WHAT YOU HAVE TO DO: When you answer, restate the entries below without altering anything.

==== DATA EXTRACTS

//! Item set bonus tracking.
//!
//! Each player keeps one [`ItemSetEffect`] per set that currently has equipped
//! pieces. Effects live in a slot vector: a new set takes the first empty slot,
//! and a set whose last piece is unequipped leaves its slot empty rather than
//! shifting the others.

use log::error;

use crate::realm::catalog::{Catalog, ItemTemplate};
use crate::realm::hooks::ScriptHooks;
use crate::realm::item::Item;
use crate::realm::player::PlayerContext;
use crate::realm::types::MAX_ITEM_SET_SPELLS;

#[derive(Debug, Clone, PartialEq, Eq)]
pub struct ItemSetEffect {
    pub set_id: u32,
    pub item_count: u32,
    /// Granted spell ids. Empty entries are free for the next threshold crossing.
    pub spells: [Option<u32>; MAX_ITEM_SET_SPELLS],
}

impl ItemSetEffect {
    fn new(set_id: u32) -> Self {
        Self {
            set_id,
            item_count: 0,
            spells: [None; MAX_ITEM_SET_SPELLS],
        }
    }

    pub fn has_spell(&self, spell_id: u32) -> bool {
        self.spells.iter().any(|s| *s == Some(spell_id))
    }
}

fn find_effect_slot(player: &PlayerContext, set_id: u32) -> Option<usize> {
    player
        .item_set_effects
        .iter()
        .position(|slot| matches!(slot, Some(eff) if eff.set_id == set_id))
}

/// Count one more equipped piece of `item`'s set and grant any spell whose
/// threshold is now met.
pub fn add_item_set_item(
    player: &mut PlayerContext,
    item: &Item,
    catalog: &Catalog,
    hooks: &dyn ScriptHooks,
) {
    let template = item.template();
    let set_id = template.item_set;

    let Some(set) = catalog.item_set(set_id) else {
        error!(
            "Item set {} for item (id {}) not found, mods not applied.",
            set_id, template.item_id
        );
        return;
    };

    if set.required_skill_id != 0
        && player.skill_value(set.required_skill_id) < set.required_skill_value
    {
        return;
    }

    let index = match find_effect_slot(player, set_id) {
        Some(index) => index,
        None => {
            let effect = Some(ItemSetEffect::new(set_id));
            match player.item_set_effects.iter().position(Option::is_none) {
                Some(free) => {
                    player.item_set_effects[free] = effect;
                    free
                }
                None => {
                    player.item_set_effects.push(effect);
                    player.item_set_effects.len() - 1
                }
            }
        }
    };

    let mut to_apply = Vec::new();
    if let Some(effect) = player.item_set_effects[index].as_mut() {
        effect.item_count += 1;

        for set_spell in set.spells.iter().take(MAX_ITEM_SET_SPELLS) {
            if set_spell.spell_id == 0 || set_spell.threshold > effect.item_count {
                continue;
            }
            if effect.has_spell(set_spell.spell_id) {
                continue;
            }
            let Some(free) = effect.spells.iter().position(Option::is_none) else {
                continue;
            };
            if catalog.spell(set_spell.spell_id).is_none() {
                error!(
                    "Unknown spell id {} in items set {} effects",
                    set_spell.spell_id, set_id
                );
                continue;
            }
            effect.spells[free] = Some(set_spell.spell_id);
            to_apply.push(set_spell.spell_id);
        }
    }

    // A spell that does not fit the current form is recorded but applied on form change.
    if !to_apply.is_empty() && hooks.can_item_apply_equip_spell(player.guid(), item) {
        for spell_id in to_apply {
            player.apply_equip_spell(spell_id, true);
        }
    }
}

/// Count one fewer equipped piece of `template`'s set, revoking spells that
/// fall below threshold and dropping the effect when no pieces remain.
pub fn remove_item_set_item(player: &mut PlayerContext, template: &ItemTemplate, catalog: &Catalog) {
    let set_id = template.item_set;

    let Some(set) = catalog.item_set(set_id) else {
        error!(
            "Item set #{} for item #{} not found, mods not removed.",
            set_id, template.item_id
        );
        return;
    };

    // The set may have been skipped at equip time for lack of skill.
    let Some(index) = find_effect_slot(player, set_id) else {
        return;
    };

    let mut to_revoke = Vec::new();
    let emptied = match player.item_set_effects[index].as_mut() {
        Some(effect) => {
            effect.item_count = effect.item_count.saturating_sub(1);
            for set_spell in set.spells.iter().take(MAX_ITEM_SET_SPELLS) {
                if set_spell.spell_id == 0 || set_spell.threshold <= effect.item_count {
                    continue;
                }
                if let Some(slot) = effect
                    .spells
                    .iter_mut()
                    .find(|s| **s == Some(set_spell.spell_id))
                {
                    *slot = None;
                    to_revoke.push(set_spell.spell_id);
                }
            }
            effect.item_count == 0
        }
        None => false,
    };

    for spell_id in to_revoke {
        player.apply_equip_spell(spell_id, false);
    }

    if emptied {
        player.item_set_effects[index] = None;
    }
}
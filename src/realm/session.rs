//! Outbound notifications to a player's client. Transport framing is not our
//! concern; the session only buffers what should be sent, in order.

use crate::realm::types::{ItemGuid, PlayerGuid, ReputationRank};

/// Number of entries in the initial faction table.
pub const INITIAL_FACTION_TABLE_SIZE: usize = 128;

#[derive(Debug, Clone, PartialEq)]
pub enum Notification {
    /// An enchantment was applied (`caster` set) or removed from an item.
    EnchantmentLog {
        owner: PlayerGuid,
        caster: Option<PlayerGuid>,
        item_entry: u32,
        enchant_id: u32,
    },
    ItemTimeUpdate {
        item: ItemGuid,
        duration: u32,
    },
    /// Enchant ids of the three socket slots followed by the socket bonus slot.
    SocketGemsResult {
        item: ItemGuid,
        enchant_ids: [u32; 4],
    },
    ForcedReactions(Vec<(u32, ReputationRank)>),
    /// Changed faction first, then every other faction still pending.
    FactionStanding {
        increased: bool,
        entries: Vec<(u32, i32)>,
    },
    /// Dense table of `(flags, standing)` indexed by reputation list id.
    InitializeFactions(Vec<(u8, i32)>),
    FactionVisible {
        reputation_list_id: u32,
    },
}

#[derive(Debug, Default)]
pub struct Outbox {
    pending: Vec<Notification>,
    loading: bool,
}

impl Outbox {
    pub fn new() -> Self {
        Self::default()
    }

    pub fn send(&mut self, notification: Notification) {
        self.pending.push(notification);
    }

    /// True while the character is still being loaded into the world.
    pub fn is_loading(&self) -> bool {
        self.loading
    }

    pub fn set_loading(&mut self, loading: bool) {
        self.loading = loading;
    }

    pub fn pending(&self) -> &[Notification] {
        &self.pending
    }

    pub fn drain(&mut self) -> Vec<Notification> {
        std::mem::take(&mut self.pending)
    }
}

========

RESPONSE:
//! Item set bonus tracking.
//!
//! Each player keeps one [`ItemSetEffect`] per set that currently has equipped
//! pieces. Effects live in a slot vector: a new set takes the first empty slot,
//! and a set whose last piece is unequipped leaves its slot empty rather than
//! shifting the others.

use log::error;

use crate::realm::catalog::{Catalog, ItemTemplate};
use crate::realm::hooks::ScriptHooks;
use crate::realm::item::Item;
use crate::realm::player::PlayerContext;
use crate::realm::types::MAX_ITEM_SET_SPELLS;

#[derive(Debug, Clone, PartialEq, Eq)]
pub struct ItemSetEffect {
    pub set_id: u32,
    pub item_count: u32,
    /// Granted spell ids. Empty entries are free for the next threshold crossing.
    pub spells: [Option<u32>; MAX_ITEM_SET_SPELLS],
}

impl ItemSetEffect {
    fn new(set_id: u32) -> Self {
        Self {
            set_id,
            item_count: 0,
            spells: [None; MAX_ITEM_SET_SPELLS],
        }
    }

    pub fn has_spell(&self, spell_id: u32) -> bool {
        self.spells.iter().any(|s| *s == Some(spell_id))
    }
}

fn find_effect_slot(player: &PlayerContext, set_id: u32) -> Option<usize> {
    player
        .item_set_effects
        .iter()
        .position(|slot| matches!(slot, Some(eff) if eff.set_id == set_id))
}

/// Count one more equipped piece of `item`'s set and grant any spell whose
/// threshold is now met.
pub fn add_item_set_item(
    player: &mut PlayerContext,
    item: &Item,
    catalog: &Catalog,
    hooks: &dyn ScriptHooks,
) {
    let template = item.template();
    let set_id = template.item_set;

    let Some(set) = catalog.item_set(set_id) else {
        error!(
            "Item set {} for item (id {}) not found, mods not applied.",
            set_id, template.item_id
        );
        return;
    };

    if set.required_skill_id != 0
        && player.skill_value(set.required_skill_id) < set.required_skill_value
    {
        return;
    }

    let index = match find_effect_slot(player, set_id) {
        Some(index) => index,
        None => {
            let effect = Some(ItemSetEffect::new(set_id));
            match player.item_set_effects.iter().position(Option::is_none) {
                Some(free) => {
                    player.item_set_effects[free] = effect;
                    free
                }
                None => {
                    player.item_set_effects.push(effect);
                    player.item_set_effects.len() - 1
                }
            }
        }
    };

    let mut to_apply = Vec::new();
    if let Some(effect) = player.item_set_effects[index].as_mut() {
        effect.item_count += 1;

        for set_spell in set.spells.iter().take(MAX_ITEM_SET_SPELLS) {
            if set_spell.spell_id == 0 || set_spell.threshold > effect.item_count {
                continue;
            }
            if effect.has_spell(set_spell.spell_id) {
                continue;
            }
            let Some(free) = effect.spells.iter().position(Option::is_none) else {
                continue;
            };
            if catalog.spell(set_spell.spell_id).is_none() {
                error!(
                    "Unknown spell id {} in items set {} effects",
                    set_spell.spell_id, set_id
                );
                continue;
            }
            effect.spells[free] = Some(set_spell.spell_id);
            to_apply.push(set_spell.spell_id);
        }
    }

    // A spell that does not fit the current form is recorded but applied on form change.
    if !to_apply.is_empty() && hooks.can_item_apply_equip_spell(player.guid(), item) {
        for spell_id in to_apply {
            player.apply_equip_spell(spell_id, true);
        }
    }
}

/// Count one fewer equipped piece of `template`'s set, revoking spells that
/// fall below threshold and dropping the effect when no pieces remain.
pub fn remove_item_set_item(player: &mut PlayerContext, template: &ItemTemplate, catalog: &Catalog) {
    let set_id = template.item_set;

    let Some(set) = catalog.item_set(set_id) else {
        error!(
            "Item set #{} for item #{} not found, mods not removed.",
            set_id, template.item_id
        );
        return;
    };

    // The set may have been skipped at equip time for lack of skill.
    let Some(index) = find_effect_slot(player, set_id) else {
        return;
    };

    let mut to_revoke = Vec::new();
    let emptied = match player.item_set_effects[index].as_mut() {
        Some(effect) => {
            effect.item_count = effect.item_count.saturating_sub(1);
            for set_spell in set.spells.iter().take(MAX_ITEM_SET_SPELLS) {
                if set_spell.spell_id == 0 || set_spell.threshold <= effect.item_count {
                    continue;
                }
                if let Some(slot) = effect
                    .spells
                    .iter_mut()
                    .find(|s| **s == Some(set_spell.spell_id))
                {
                    *slot = None;
                    to_revoke.push(set_spell.spell_id);
                }
            }
            effect.item_count == 0
        }
        None => false,
    };

    for spell_id in to_revoke {
        player.apply_equip_spell(spell_id, false);
    }

    if emptied {
        player.item_set_effects[index] = None;
    }
}
filename src/realm/session.rs
//! Outbound notifications to a player's client. Transport framing is not our
//! concern; the session only buffers what should be sent, in order.

use crate::realm::types::{ItemGuid, PlayerGuid, ReputationRank};

/// Number of entries in the initial faction table.
pub const INITIAL_FACTION_TABLE_SIZE: usize = 128;

#[derive(Debug, Clone, PartialEq)]
pub enum Notification {
    /// An enchantment was applied (`caster` set) or removed from an item.
    EnchantmentLog {
        owner: PlayerGuid,
        caster: Option<PlayerGuid>,
        item_entry: u32,
        enchant_id: u32,
    },
    ItemTimeUpdate {
        item: ItemGuid,
        duration: u32,
    },
    /// Enchant ids of the three socket slots followed by the socket bonus slot.
    SocketGemsResult {
        item: ItemGuid,
        enchant_ids: [u32; 4],
    },
    ForcedReactions(Vec<(u32, ReputationRank)>),
    /// Changed faction first, then every other faction still pending.
    FactionStanding {
        increased: bool,
        entries: Vec<(u32, i32)>,
    },
    /// Dense table of `(flags, standing)` indexed by reputation list id.
    InitializeFactions(Vec<(u8, i32)>),
    FactionVisible {
        reputation_list_id: u32,
    },
}

#[derive(Debug, Default)]
pub struct Outbox {
    pending: Vec<Notification>,
    loading: bool,
}

impl Outbox {
    pub fn new() -> Self {
        Self::default()
    }

    pub fn send(&mut self, notification: Notification) {
        self.pending.push(notification);
    }

    /// True while the character is still being loaded into the world.
    pub fn is_loading(&self) -> bool {
        self.loading
    }

    pub fn set_loading(&mut self, loading: bool) {
        self.loading = loading;
    }

    pub fn pending(&self) -> &[Notification] {
        &self.pending
    }

    pub fn drain(&mut self) -> Vec<Notification> {
        std::mem::take(&mut self.pending)
    }
}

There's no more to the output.